Unlocking Rebalancing Strategies: Maximizing Your Investments

Previously we discussed what is the net asset value. Now we will discuss what is rebalancing? And its importance

Over time, your portfolio might not align with your investment or savings objective because of the volatility in the market.

Sometimes, some asset classes may outperform the other asset classes in your portfolio and vice versa. So, accordingly, you need to rebalance your portfolio.

What is Rebalancing?

Rebalancing a portfolio means changing the weightage of assets in your portfolio holdings.

It is not necessary or compulsory to change your portfolio allocation. Not taking any call for rebalancing is also the process of rebalancing.

In simple words, let’s say if you are holding equity as 50% and debt as 50% in your portfolio, as per the market conditions, and financial goal, and considering other factors, you may not require changing the allocation.

You may require doing a frequent review of your portfolio but may not require rebalancing. Keeping track of your portfolio and rebalancing it whenever required is essential.  

For example, suppose you want to accumulate Rs 1 Crore for your daughter’s higher education over 15 years, so you need to start with a SIP Amount of Rs 17,018/- per month.

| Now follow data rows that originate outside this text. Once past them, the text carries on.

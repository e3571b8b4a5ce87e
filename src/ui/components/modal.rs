//! Modal dialogs: the add/edit form and the delete confirmation.

use crate::ui::helpers::{clip, pad, render_box, render_box_line, text_width, BoxArea};
use crate::ui::theme::Theme;
use crate::ui::viewmodel::{ConfirmInfo, FormFieldInfo, FormInfo, ModalInfo};

const FORM_WIDTH: usize = 72;
const CONFIRM_WIDTH: usize = 52;
const LABEL_WIDTH: usize = 13;

/// Renders `modal` centered over the rest of the UI.
pub fn render_modal(modal: &ModalInfo, theme: &Theme, cols: usize, rows: usize) {
    match modal {
        ModalInfo::Form(form) => render_form(form, theme, cols, rows),
        ModalInfo::Confirm(confirm) => render_confirm(confirm, theme, cols, rows),
    }
}

/// ```text
/// ╭─ Add Employee ──────────────────────────╮
/// │                                         │
/// │ › First Name   Ada▏                     │
/// │   Last Name                 ✗ Required  │
/// │   ...                                   │
/// │                                         │
/// │ Enter: save  Tab: next field  ESC: ...  │
/// ╰─────────────────────────────────────────╯
/// ```
fn render_form(form: &FormInfo, theme: &Theme, cols: usize, rows: usize) {
    let height = form.fields.len() + 5;
    let area = BoxArea::centered(FORM_WIDTH, height, cols, rows);
    let border = &theme.colors.modal_border;
    let bg = &theme.colors.overlay_bg;

    render_box(area, border, bg, Some(&form.title));

    for (index, field) in form.fields.iter().enumerate() {
        let line = field_line(field, area.inner_width(), theme);
        render_box_line(area, index + 1, border, bg, &line);
    }

    let hint = if form.submitting {
        format!("{} Saving...", Theme::fg(&theme.colors.info))
    } else {
        format!(
            "{}{}",
            Theme::fg(&theme.colors.text_dim),
            clip(" Enter: save  Tab: next field  ←/→: choose  ESC: cancel", area.inner_width())
        )
    };
    render_box_line(area, form.fields.len() + 2, border, bg, &hint);
}

/// Builds one styled field line whose visible width never exceeds `inner`.
fn field_line(field: &FormFieldInfo, inner: usize, theme: &Theme) -> String {
    let marker = if field.focused { " › " } else { "   " };
    let label = pad(&field.label, LABEL_WIDTH);

    let value = match (field.focused, field.is_choice) {
        (true, true) => format!("◂ {} ▸", field.value),
        (true, false) => format!("{}▏", field.value),
        (false, _) => field.value.clone(),
    };

    let value_room = inner.saturating_sub(text_width(marker) + LABEL_WIDTH);
    let error = field.error.as_deref().map(|e| format!("  ✗ {e}"));
    let error_len = error.as_deref().map_or(0, text_width);

    let value = if error_len > 0 && text_width(&value) + error_len <= value_room {
        value
    } else {
        clip(&value, value_room.saturating_sub(error_len.min(value_room / 2)))
    };
    let error = error.map(|e| clip(&e, value_room.saturating_sub(text_width(&value))));

    let mut line = String::new();
    line.push_str(&Theme::fg(&theme.colors.modal_border));
    line.push_str(marker);
    line.push_str(&Theme::fg(if field.focused {
        &theme.colors.header_fg
    } else {
        &theme.colors.text_dim
    }));
    line.push_str(&label);
    line.push_str(&Theme::fg(&theme.colors.text_normal));
    if field.focused {
        line.push_str(Theme::bold());
    }
    line.push_str(&value);
    line.push_str(Theme::reset());
    if let Some(error) = error {
        line.push_str(&Theme::bg(&theme.colors.overlay_bg));
        line.push_str(&Theme::fg(&theme.colors.error));
        line.push_str(&error);
    }
    line
}

/// ```text
/// ╭─ Delete Employee ──────────────────╮
/// │                                    │
/// │  Are you sure you want to delete   │
/// │  This action cannot be undone.     │
/// │                                    │
/// │  [Enter] Delete     [Esc] Cancel   │
/// ╰────────────────────────────────────╯
/// ```
fn render_confirm(confirm: &ConfirmInfo, theme: &Theme, cols: usize, rows: usize) {
    let area = BoxArea::centered(CONFIRM_WIDTH, 7, cols, rows);
    let inner = area.inner_width().saturating_sub(2);
    let border = &theme.colors.modal_border;
    let bg = &theme.colors.overlay_bg;

    render_box(area, border, bg, Some(&confirm.title));
    render_box_line(
        area,
        1,
        border,
        bg,
        &format!("  {}{}", Theme::fg(&theme.colors.text_normal), clip(&confirm.message, inner)),
    );
    render_box_line(
        area,
        2,
        border,
        bg,
        &format!("  {}{}", Theme::fg(&theme.colors.warning), clip(&confirm.warning, inner)),
    );

    let actions = format!(
        "  {}{}[Enter] Delete{}{}     {}[Esc] Cancel",
        Theme::bold(),
        Theme::fg(&theme.colors.error),
        Theme::reset(),
        Theme::bg(bg),
        Theme::fg(&theme.colors.text_dim),
    );
    render_box_line(area, 4, border, bg, &actions);
}

#[cfg(test)]
mod tests {
    use super::*;
    use crate::ui::helpers::strip_escapes;

    fn field(value: &str, error: Option<&str>, focused: bool, is_choice: bool) -> FormFieldInfo {
        FormFieldInfo {
            label: "Department".to_string(),
            value: value.to_string(),
            error: error.map(str::to_string),
            focused,
            is_choice,
        }
    }

    #[test]
    fn focused_choice_shows_arrows() {
        let line = strip_escapes(&field_line(&field("Finance", None, true, true), 70, &Theme::default()));
        assert_eq!(line, " › Department   ◂ Finance ▸");
    }

    #[test]
    fn error_follows_value() {
        let line = strip_escapes(&field_line(
            &field("", Some("Department is required"), false, false),
            70,
            &Theme::default(),
        ));
        assert_eq!(line, "   Department     ✗ Department is required");
    }

    #[test]
    fn long_lines_fit_inner_width() {
        let long = "x".repeat(200);
        let line = strip_escapes(&field_line(&field(&long, Some("Too long"), true, false), 40, &Theme::default()));
        assert!(text_width(&line) <= 40);
        assert!(line.contains('✗'));
    }
}
//! End-to-end flows through `handle_event` with canned HTTP responses.

use std::collections::BTreeMap;
use std::rc::Rc;

use chrono::Duration;
use zroster::http::{HttpMethod, HttpRequest, HttpResponse};
use zroster::infrastructure::{Clock, ManualClock};
use zroster::notify::Severity;
use zroster::storage::MemoryTokenStore;
use zroster::{handle_event, initialize_with, Action, AppState, Config, EmployeeId, Event, InputMode};

const USERS: &str = r#"[
    {"id":1,"firstName":"John","lastName":"Doe","email":"john.doe@example.com","phone":"+15550100",
     "position":"Software Engineer","department":"Engineering","salary":85000,"joinDate":"2023-01-15","status":"Active"},
    {"id":2,"firstName":"Maria","lastName":"Garcia","email":"maria.garcia@example.com","phone":"+15550101",
     "position":"Product Manager","department":"Product","salary":95000,"joinDate":"2022-03-01","status":"On Leave"}
]"#;

const JANE: &str = r#"{"id":3,"firstName":"Jane","lastName":"Smith","email":"jane.smith@example.com","phone":"+15550199",
    "position":"Software Engineer","department":"Engineering","salary":92000,"joinDate":"2024-02-01","status":"Active"}"#;

fn boot(config: &Config) -> (AppState, Rc<ManualClock>) {
    let clock = Rc::new(ManualClock::default());
    let shared: Rc<dyn Clock> = clock.clone();
    (initialize_with(config, Box::new(MemoryTokenStore::default()), shared), clock)
}

fn send(state: &mut AppState, event: Event) -> Vec<Action> {
    handle_event(state, &event).unwrap().1
}

fn dispatched(actions: &[Action]) -> HttpRequest {
    actions
        .iter()
        .find_map(|a| match a {
            Action::Dispatch(request) => Some(request.clone()),
            _ => None,
        })
        .expect("expected a dispatch action")
}

fn reply(state: &mut AppState, request: &HttpRequest, status: u16, body: &str) -> Vec<Action> {
    send(
        state,
        Event::HttpCompleted(HttpResponse {
            status,
            headers: BTreeMap::new(),
            body: body.as_bytes().to_vec(),
            context: request.context.clone(),
        }),
    )
}

fn loaded() -> (AppState, Rc<ManualClock>) {
    let (mut state, clock) = boot(&Config::default());
    let actions = send(&mut state, Event::PermissionsResult { granted: true });
    let request = dispatched(&actions);
    assert_eq!(request.url, "http://localhost:3000/users");
    reply(&mut state, &request, 200, USERS);
    (state, clock)
}

fn type_text(state: &mut AppState, text: &str) {
    for c in text.chars() {
        send(state, Event::Char(c));
    }
}

#[test]
fn search_filters_and_highlights() {
    let (mut state, _) = loaded();

    send(&mut state, Event::SearchMode);
    type_text(&mut state, "doe");

    assert_eq!(state.table.filtered_len(), 1);
    let vm = state.compute_viewmodel(30, 200);
    assert_eq!(vm.rows.len(), 1);
    let name = vm.rows[0].cells.iter().find(|c| c.text == "John Doe").unwrap();
    assert_eq!(name.highlight_ranges, vec![(5, 8)]);

    send(&mut state, Event::ExitSearch);
    assert_eq!(state.table.filtered_len(), 2);
    assert_eq!(state.input_mode, InputMode::Normal);
}

#[test]
fn add_then_delete_employee() {
    let (mut state, _) = loaded();

    send(&mut state, Event::OpenAddForm);
    type_text(&mut state, "Jane");
    send(&mut state, Event::NextField);
    type_text(&mut state, "Smith");
    send(&mut state, Event::NextField);
    type_text(&mut state, "jane.smith@example.com");
    send(&mut state, Event::NextField);
    type_text(&mut state, "+15550199");
    send(&mut state, Event::NextField);
    send(&mut state, Event::CycleChoice { forward: true });
    send(&mut state, Event::NextField);
    send(&mut state, Event::CycleChoice { forward: true });
    send(&mut state, Event::NextField);
    type_text(&mut state, "92000");

    let actions = send(&mut state, Event::Submit);
    let request = dispatched(&actions);
    assert_eq!(request.method, HttpMethod::Post);
    let body: serde_json::Value = serde_json::from_slice(&request.body).unwrap();
    assert_eq!(body["firstName"], "Jane");
    assert_eq!(body["department"], "Engineering");
    assert_eq!(state.table.rows().len(), 2, "rows change only after the server confirms");

    reply(&mut state, &request, 201, JANE);
    assert_eq!(state.input_mode, InputMode::Normal);
    assert_eq!(state.table.rows()[0].full_name(), "Jane Smith");
    let toast = state.notifications.active().unwrap();
    assert_eq!(toast.severity, Severity::Success);
    assert_eq!(toast.message, "Employee created successfully");

    send(&mut state, Event::DeleteSelected);
    assert!(matches!(state.input_mode, InputMode::ConfirmDelete(_)));
    let actions = send(&mut state, Event::Submit);
    let request = dispatched(&actions);
    assert_eq!(request.method, HttpMethod::Delete);
    assert_eq!(request.url, "http://localhost:3000/users/3");

    reply(&mut state, &request, 200, "{}");
    assert!(state.table.find(EmployeeId(3)).is_none());
    assert_eq!(state.table.rows().len(), 2);
    assert!(!state.is_loading());
}

#[test]
fn invalid_form_is_not_submitted() {
    let (mut state, _) = loaded();

    send(&mut state, Event::OpenAddForm);
    type_text(&mut state, "J");
    let actions = send(&mut state, Event::Submit);

    assert!(actions.is_empty());
    assert!(!state.is_loading());
    let InputMode::Form(form) = &state.input_mode else {
        panic!("form should stay open");
    };
    assert!(form.error(zroster::app::Field::FirstName).is_some());
    assert!(form.error(zroster::app::Field::Email).is_some());
}

#[test]
fn concurrent_requests_and_force_stop() {
    let (mut state, _) = loaded();

    let first = dispatched(&send(&mut state, Event::Reload));
    let second = dispatched(&send(&mut state, Event::Reload));
    assert_eq!(state.api.interceptor().loading().in_flight(), 2);

    reply(&mut state, &first, 200, USERS);
    assert!(state.is_loading());

    send(&mut state, Event::ForceStopLoading);
    assert!(!state.is_loading());

    reply(&mut state, &second, 200, USERS);
    assert!(!state.is_loading());
    assert_eq!(state.api.interceptor().loading().in_flight(), 0);
}

#[test]
fn server_error_becomes_notification() {
    let (mut state, clock) = boot(&Config::default());
    let request = dispatched(&send(&mut state, Event::PermissionsResult { granted: true }));

    let actions = reply(&mut state, &request, 500, r#"{"message":"boom"}"#);
    assert!(!state.is_loading());
    let toast = state.notifications.active().unwrap();
    assert_eq!(toast.severity, Severity::Error);
    assert!(toast.message.starts_with("Failed to load employees"));
    assert!(actions.iter().any(|a| matches!(a, Action::ScheduleTimer { .. })));

    let vm = state.compute_viewmodel(30, 120);
    assert_eq!(vm.empty_state.unwrap().message, "Unable to load employees");

    clock.advance(Duration::seconds(7));
    send(&mut state, Event::Tick);
    assert!(state.notifications.active().is_none());
}

#[test]
fn unauthorized_clears_token() {
    let config = Config {
        api_url: Some("https://api.example.com/api".to_string()),
        use_auth: true,
        auth_token: Some("t0k3n".to_string()),
        ..Config::default()
    };
    let (mut state, _) = boot(&config);
    assert!(state.api.has_token());

    let request = dispatched(&send(&mut state, Event::Reload));
    assert_eq!(request.headers["Authorization"], "Bearer t0k3n");

    reply(&mut state, &request, 401, "{}");
    assert!(!state.api.has_token());

    let actions = send(&mut state, Event::Reload);
    assert!(actions.iter().all(|a| !matches!(a, Action::Dispatch(_))));
    assert!(!state.is_loading());
}

#[test]
fn render_draws_every_layer() {
    let (mut state, _) = loaded();
    send(&mut state, Event::Reload);
    send(&mut state, Event::OpenAddForm);

    let vm = state.compute_viewmodel(30, 120);
    assert!(vm.loading.is_some());
    assert!(vm.modal.is_some());

    zroster::ui::render(&state, 30, 120);
    zroster::ui::render(&state, 8, 30);
}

Target Amount for Education₹ 1,00,00,000
Investment Horizon15 Years
RiskHigh
SIP Amount₹ 17,018
Actual Wealth Accumulated₹ 1,00,00,153
Portfolio XIRR14.57%

Let’s see how your portfolio has grown over time, even in turbulent times, if you were doing portfolio rebalancing. We will see in comparison with BSE Sensex as a Benchmark.

what is rebalancing
Note: Period understudy is between Jan-07 – Dec’21. LHS is Investment Value & RHS is BSE Sensex Value.
Source: BSE Sensex

By looking at the above graphical presentation, you can see that the portfolio has been rebalanced from time to time. All the arrows represent when the rebalancing has been done. Here, we did not try to time the market.

If you look at the period from January 2019 to December 2021, the portfolio’s volatility is reducing. To understand this better, look at the March 2020 crash period.

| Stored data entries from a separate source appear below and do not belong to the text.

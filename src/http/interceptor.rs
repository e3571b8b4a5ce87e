//! Loading-aware wrapper around every outgoing request.
//!
//! [`RequestInterceptor::intercept`] is the single entry point for building a
//! dispatchable request and [`RequestInterceptor::settle`] the single entry
//! point for its result. Between them the interceptor owns the
//! [`LoadingTracker`] and guarantees one `begin()` and one `end()` per request.

use chrono::{DateTime, Utc};
use std::collections::HashMap;
use std::rc::Rc;

use crate::http::errors::ApiError;
use crate::http::request::{HttpMethod, HttpRequest, HttpResponse, RequestId, REQUEST_ID_KEY};
use crate::infrastructure::Clock;
use crate::loading::{EndOnDrop, LoadingTracker};

/// Default value of the `X-Requested-With` header.
pub const DEFAULT_CLIENT_ID: &str = "XMLHttpRequest";

#[derive(Debug)]
struct InFlight {
    method: HttpMethod,
    url: String,
    started_at: DateTime<Utc>,
    generation: u64,
}

pub struct RequestInterceptor {
    loading: LoadingTracker,
    pending: HashMap<RequestId, InFlight>,
    next_id: u64,
    generation: u64,
    client_id: String,
    clock: Rc<dyn Clock>,
}

impl RequestInterceptor {
    #[must_use]
    pub fn new(client_id: impl Into<String>, clock: Rc<dyn Clock>) -> Self {
        Self {
            loading: LoadingTracker::new(),
            pending: HashMap::new(),
            next_id: 1,
            generation: 0,
            client_id: client_id.into(),
            clock,
        }
    }

    /// Starts tracking a request and returns it with standard headers and an id.
    pub fn intercept(&mut self, mut request: HttpRequest) -> HttpRequest {
        self.loading.begin();

        request
            .headers
            .insert("Content-Type".to_string(), "application/json".to_string());
        request
            .headers
            .insert("X-Requested-With".to_string(), self.client_id.clone());

        let id = RequestId(self.next_id);
        self.next_id += 1;
        request
            .context
            .insert(REQUEST_ID_KEY.to_string(), id.0.to_string());

        self.pending.insert(
            id,
            InFlight {
                method: request.method,
                url: request.url.clone(),
                started_at: self.clock.now(),
                generation: self.generation,
            },
        );

        tracing::info!(
            request_id = %id,
            method = %request.method,
            url = %request.url,
            headers = ?request.headers.keys().collect::<Vec<_>>(),
            body_bytes = request.body.len(),
            in_flight = self.loading.in_flight(),
            "http request"
        );

        request
    }

    /// Resolves a completed request.
    ///
    /// Returns `None` for responses that carry no id or an id this interceptor
    /// is not waiting on; those never touch the loading count. Failures come
    /// back as [`ApiError`] with a user-facing message.
    pub fn settle(&mut self, response: HttpResponse) -> Option<(RequestId, Result<HttpResponse, ApiError>)> {
        let Some(id) = response.request_id() else {
            tracing::warn!(status = response.status, "response without request id");
            return None;
        };
        let Some(flight) = self.pending.remove(&id) else {
            tracing::warn!(request_id = %id, status = response.status, "response for unknown request");
            return None;
        };

        let _end = (flight.generation == self.generation).then(|| EndOnDrop::new(&mut self.loading));
        let duration_ms = (self.clock.now() - flight.started_at).num_milliseconds();

        if response.is_success() {
            tracing::info!(
                request_id = %id,
                method = %flight.method,
                url = %flight.url,
                status = response.status,
                duration_ms,
                body_bytes = response.body.len(),
                "http response"
            );
            Some((id, Ok(response)))
        } else {
            let error = ApiError::from_response(&flight.url, &response);
            tracing::warn!(
                request_id = %id,
                method = %flight.method,
                url = %flight.url,
                status = response.status,
                status_text = %error.status_text,
                duration_ms,
                user_message = %error.user_message,
                "http error"
            );
            Some((id, Err(error)))
        }
    }

    /// Clears the loading state and detaches every request in flight.
    ///
    /// Detached requests still settle normally but no longer decrement the count.
    pub fn force_clear(&mut self) {
        tracing::info!(detached = self.pending.len(), "force clearing requests");
        self.generation += 1;
        self.loading.force_clear();
    }

    #[must_use]
    pub const fn loading(&self) -> &LoadingTracker {
        &self.loading
    }

    /// Mutable access for registering loading observers.
    pub fn loading_mut(&mut self) -> &mut LoadingTracker {
        &mut self.loading
    }

    #[must_use]
    pub const fn is_loading(&self) -> bool {
        self.loading.is_loading()
    }

    /// Requests dispatched and not yet settled, detached ones included.
    #[must_use]
    pub fn pending_count(&self) -> usize {
        self.pending.len()
    }
}

impl std::fmt::Debug for RequestInterceptor {
    fn fmt(&self, f: &mut std::fmt::Formatter<'_>) -> std::fmt::Result {
        f.debug_struct("RequestInterceptor")
            .field("loading", &self.loading)
            .field("pending", &self.pending)
            .field("generation", &self.generation)
            .field("client_id", &self.client_id)
            .finish_non_exhaustive()
    }
}

#[cfg(test)]
mod tests {
    use super::*;
    use crate::infrastructure::ManualClock;
    use chrono::Duration;
    use std::collections::BTreeMap;

    fn interceptor() -> (RequestInterceptor, Rc<ManualClock>) {
        let clock = Rc::new(ManualClock::default());
        (RequestInterceptor::new(DEFAULT_CLIENT_ID, clock.clone()), clock)
    }

    fn reply(request: &HttpRequest, status: u16, body: &str) -> HttpResponse {
        HttpResponse {
            status,
            headers: BTreeMap::new(),
            body: body.as_bytes().to_vec(),
            context: request.context.clone(),
        }
    }

    #[test]
    fn stamps_headers_and_id() {
        let (mut interceptor, _) = interceptor();
        let request = interceptor.intercept(HttpRequest::new(HttpMethod::Get, "http://h/users"));

        assert_eq!(request.headers["Content-Type"], "application/json");
        assert_eq!(request.headers["X-Requested-With"], "XMLHttpRequest");
        assert_eq!(request.request_id(), Some(RequestId(1)));
        assert!(interceptor.is_loading());
    }

    #[test]
    fn overlapping_requests_end_once_each() {
        let (mut interceptor, clock) = interceptor();
        let first = interceptor.intercept(HttpRequest::new(HttpMethod::Get, "http://h/users"));
        let second = interceptor.intercept(HttpRequest::new(HttpMethod::Delete, "http://h/users/3"));
        clock.advance(Duration::milliseconds(40));

        let (id, result) = interceptor.settle(reply(&second, 500, "")).unwrap();
        assert_eq!(id, RequestId(2));
        assert!(result.is_err());
        assert!(interceptor.is_loading());

        let (_, result) = interceptor.settle(reply(&first, 200, "[]")).unwrap();
        assert!(result.is_ok());
        assert!(!interceptor.is_loading());
        assert_eq!(interceptor.loading().in_flight(), 0);
    }

    #[test]
    fn duplicate_and_unknown_responses_are_ignored() {
        let (mut interceptor, _) = interceptor();
        let request = interceptor.intercept(HttpRequest::new(HttpMethod::Get, "http://h/users"));
        let other = interceptor.intercept(HttpRequest::new(HttpMethod::Get, "http://h/users/1"));

        assert!(interceptor.settle(reply(&request, 200, "[]")).is_some());
        assert!(interceptor.settle(reply(&request, 200, "[]")).is_none());
        assert!(interceptor
            .settle(HttpResponse {
                status: 200,
                headers: BTreeMap::new(),
                body: Vec::new(),
                context: BTreeMap::new(),
            })
            .is_none());

        assert_eq!(interceptor.loading().in_flight(), 1);
        assert!(interceptor.settle(reply(&other, 404, "")).is_some());
        assert!(!interceptor.is_loading());
    }

    #[test]
    fn force_clear_detaches_requests_in_flight() {
        let (mut interceptor, _) = interceptor();
        let stale = interceptor.intercept(HttpRequest::new(HttpMethod::Get, "http://h/users"));

        interceptor.force_clear();
        assert!(!interceptor.is_loading());

        let fresh = interceptor.intercept(HttpRequest::new(HttpMethod::Get, "http://h/users"));
        let (_, result) = interceptor.settle(reply(&stale, 200, "[]")).unwrap();
        assert!(result.is_ok());
        assert!(interceptor.is_loading(), "stale completion must not end the fresh request");

        interceptor.settle(reply(&fresh, 200, "[]"));
        assert!(!interceptor.is_loading());
        assert_eq!(interceptor.pending_count(), 0);
    }
}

BSE Sensex has been down by almost -29% from its recent pick in Dec ’19, whereas the portfolio is down by almost 5% only because rebalancing in the portfolio is being done continuously.

When you do goal-based investing, the idea is to achieve the goal with optimized risk instead of running out of cash. The above portfolio has been rebalanced to reduce the risk when you are close to your target; the risk comes down to low risk from the high-risk category.

In the end, the capital should be preserved because, in a pre-defined event like child education, child wedding, retirement, etc we cannot delay it, but we can preserve our capital gains by shifting them to a safer asset class.

The below table shows how the risk in the portfolio has been reduced.

Investment periodNo of yearsRisk
0 -11 years11 yearsHigh
12 years1 yearAbove average
13 years1 yearAverage
14 years1 yearBelow average
15 years1 yearLow

Now, you may say that if you remain invested without rebalancing your portfolio, you could have achieved your target because the market has recovered after that crash. Yes, you are right, but that would be with a very high risk.

Let’s assume a situation where the market did not recover after the crash. Then, you will not be able to fund your daughter’s education.

So basically, you derailed from the entire goal. The time and money you have invested for the past 15 years come down to zero. Because that downside risk is very high, you cannot push that pre-defined event/goal.

Conclusion:

Rebalancing the portfolio is critically essential. In a pre-defined event/goal, you cannot delay it. But with the help of rebalancing, you can achieve it even if the market crashes.

So, consider rebalancing a crucial part of your portfolio.

FAQs

What is the rebalancing investment strategy?

Rebalancing is an investment strategy that involves adjusting the portfolio’s asset allocation back to its original target or desired level.

It’s done periodically, typically annually or semi-annually, to maintain the desired risk level and take advantage of market fluctuations. This ensures the portfolio remains in line with the investor’s long-term objectives.

What is the 5/25 rule for rebalancing?

The 5/25 rule is a guideline for portfolio rebalancing, suggesting that investors should consider rebalancing their portfolio if an asset’s allocation deviates by more than 5% from the target allocation (5% threshold) or every 25% change in the portfolio’s overall value (25% rule).

What are the types of rebalancing strategies?

There are three main types of rebalancing strategies:

  • Time-based rebalancing: Adjusting the portfolio at fixed intervals, like annually or quarterly.
  • Rebalancing when the asset allocation departs from the target by a specific proportion is known as threshold-based rebalancing.
  • Opportunistic rebalancing: Rebalancing when significant market events create deviations from the target allocation.